It doesn’t work for everyone and annoys the hell out those who can’t do it. I simply work at my best when something is both important and urgent. If it’s just important, like the HPD, it’s not enough. It needs to be urgent as well in order to get me working at maximum efficiency. The HPD is a classic case in point. I know that I have the skill, knowledge and capacity to pass. I’m not at all worried that I can’t do it. I qualified as a Chartered Financial Planner this year and that took me many years and many exams to complete so the HPD definitely lies within the realms of a do-able thing. It’s taken me 11 weeks to write 9,000 words. I’ve got 12 days left (and a half, don’t forget the half, it’s important). Plenty of time.
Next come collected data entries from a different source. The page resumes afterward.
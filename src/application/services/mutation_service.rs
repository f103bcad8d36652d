use std::collections::HashMap;
use std::sync::Arc;
use std::time::Duration;

use tokio::sync::{Mutex, RwLock};
use tracing::{debug, warn};

use crate::application::ports::{
    DocumentStore, LikeBatch, NoticeSink, RecommendationCache, UserNotice,
};
use crate::application::services::feed_service::FeedState;
use crate::application::services::session::SessionContext;
use crate::domain::entities::{LikeSnapshot, PendingMutation};
use crate::domain::value_objects::{InteractionKind, MutationKind, RecommendationId};
use crate::infrastructure::scheduler::RefreshScheduler;
use crate::shared::{AppError, FeedConfig, Result};

/// Bounded length of the per-viewer recent-interaction lists.
pub(crate) const RECENT_INTERACTIONS_LIMIT: usize = 5;

/// Applies interaction writes optimistically: feed state flips before the
/// store acknowledges, and rolls back to the exact pre-mutation snapshot on
/// failure. Remote writes for one recommendation are serialized so a rapid
/// toggle sequence cannot interleave its batches.
pub struct OptimisticMutationEngine {
    session: SessionContext,
    config: FeedConfig,
    store: Arc<dyn DocumentStore>,
    cache: Arc<dyn RecommendationCache>,
    scheduler: Arc<RefreshScheduler>,
    notices: Arc<dyn NoticeSink>,
    state: Arc<RwLock<FeedState>>,
    /// Latest in-flight mutation per recommendation. A resolving write only
    /// owns the outcome while its entry is still the latest.
    pending: Mutex<HashMap<RecommendationId, PendingMutation>>,
    write_locks: Mutex<HashMap<RecommendationId, Arc<Mutex<()>>>>,
}

impl OptimisticMutationEngine {
    pub(crate) fn new(
        session: SessionContext,
        config: FeedConfig,
        store: Arc<dyn DocumentStore>,
        cache: Arc<dyn RecommendationCache>,
        scheduler: Arc<RefreshScheduler>,
        notices: Arc<dyn NoticeSink>,
        state: Arc<RwLock<FeedState>>,
    ) -> Self {
        Self {
            session,
            config,
            store,
            cache,
            scheduler,
            notices,
            state,
            pending: Mutex::new(HashMap::new()),
            write_locks: Mutex::new(HashMap::new()),
        }
    }

    /// Flips the viewer's like on a rendered recommendation. The local flip
    /// is visible immediately; the remote batch follows.
    pub async fn toggle_like(&self, id: &RecommendationId) -> Result<()> {
        let (now_liked, previous, business_type) = {
            let mut state = self.state.write().await;
            let item = state
                .items
                .iter_mut()
                .find(|item| &item.id == id)
                .ok_or_else(|| {
                    AppError::Validation(format!("recommendation {id} is not in the feed"))
                })?;
            let previous = LikeSnapshot {
                is_liked_by_viewer: item.is_liked_by_viewer,
                like_count: item.like_count,
            };
            let now_liked = !item.is_liked_by_viewer;
            item.is_liked_by_viewer = now_liked;
            item.like_count = if now_liked {
                item.like_count + 1
            } else {
                item.like_count.saturating_sub(1)
            };
            let business_type = item.business_type.clone();
            if let Some(liked) = state.liked.as_mut() {
                if now_liked {
                    liked.insert(id.clone());
                } else {
                    liked.remove(id);
                }
            }
            (now_liked, previous, business_type)
        };

        let kind = if now_liked {
            MutationKind::Like
        } else {
            MutationKind::Unlike
        };
        let mutation = PendingMutation::new(id.clone(), kind, previous);
        let mutation_id = mutation.id;
        self.pending.lock().await.insert(id.clone(), mutation);
        debug!(id = %id, liked = now_liked, "optimistic like applied");

        // One remote write per recommendation at a time.
        let write_lock = {
            let mut locks = self.write_locks.lock().await;
            locks.entry(id.clone()).or_default().clone()
        };
        let _write_guard = write_lock.lock().await;

        let batch = LikeBatch {
            user_id: self.session.user_id.clone(),
            post_id: id.clone(),
            like: now_liked,
            // Preferences only grow on a new like, never shrink on unlike.
            business_type: if now_liked { business_type } else { None },
        };
        let result = self.store.commit_like_batch(batch).await;

        let relevant = {
            let mut pending = self.pending.lock().await;
            match pending.get(id) {
                Some(current) if current.id == mutation_id => {
                    pending.remove(id);
                    true
                }
                _ => false,
            }
        };

        match result {
            Ok(()) => {
                if relevant {
                    if now_liked {
                        self.push_recent_interaction(InteractionKind::Like, id).await;
                    }
                    self.cache.invalidate_user(&self.session.user_id).await;
                    self.scheduler
                        .schedule_debounced_refresh(Duration::from_millis(
                            self.config.refresh_debounce_ms,
                        ))
                        .await;
                }
                Ok(())
            }
            Err(err) => {
                if relevant {
                    self.rollback(id, previous).await;
                    warn!(error = %err, id = %id, "like write failed, rolled back");
                    self.notices
                        .publish(UserNotice::LikeFailed {
                            recommendation_id: id.clone(),
                        })
                        .await;
                    Err(err)
                } else {
                    // A newer toggle owns this item now; its own resolution
                    // will settle the state.
                    warn!(error = %err, id = %id, "superseded like write failed");
                    Ok(())
                }
            }
        }
    }

    /// Fire-and-forget view tracking. Failures are logged and absorbed; a
    /// view is never rolled back and never blocks the feed.
    pub async fn record_view(&self, id: &RecommendationId) {
        if let Err(err) = self.store.increment_view_count(id).await {
            warn!(error = %err, id = %id, "view counter increment failed");
            return;
        }
        self.push_recent_interaction(InteractionKind::View, id).await;
    }

    async fn rollback(&self, id: &RecommendationId, previous: LikeSnapshot) {
        let mut state = self.state.write().await;
        if let Some(item) = state.items.iter_mut().find(|item| &item.id == id) {
            item.is_liked_by_viewer = previous.is_liked_by_viewer;
            item.like_count = previous.like_count;
        }
        if let Some(liked) = state.liked.as_mut() {
            if previous.is_liked_by_viewer {
                liked.insert(id.clone());
            } else {
                liked.remove(id);
            }
        }
    }

    /// Prepends the id to the bounded recent-interaction list. Read and
    /// replace are two store calls; a concurrent interaction can lose an
    /// entry, which is acceptable for ranking hints.
    async fn push_recent_interaction(&self, kind: InteractionKind, id: &RecommendationId) {
        let current = match self
            .store
            .recent_interactions(&self.session.user_id, kind)
            .await
        {
            Ok(list) => list,
            Err(err) => {
                warn!(error = %err, "failed to read recent interactions");
                return;
            }
        };
        let mut next = Vec::with_capacity(RECENT_INTERACTIONS_LIMIT);
        next.push(id.clone());
        next.extend(current.into_iter().take(RECENT_INTERACTIONS_LIMIT - 1));
        if let Err(err) = self
            .store
            .replace_recent_interactions(&self.session.user_id, kind, next)
            .await
        {
            warn!(error = %err, "failed to update recent interactions");
        }
    }
}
Which brings me to the title of this post.

For years, I’ve managed both my propensity to procrastinate and my talent for forgetting anything important, (my most active auto-trance-phenomena is Amnesia), by setting myself traps for the future, to ensure that I really did deal with those important things that are not yet urgent or that I would quite like to avoid but absolutely had to prepare for. I would set up tasks or meetings or presentations which would walk me towards whatever the goal in mind would be. It was the only way I’d ensure that anything actually happened. I’d break down my target event into to trip-over-the-next-important-section style sub-events. Now you might think this sounds quite familiar, good time management practice and project goal setting. You should never forget that I once turned up five hours late for a time management training course. Honestly.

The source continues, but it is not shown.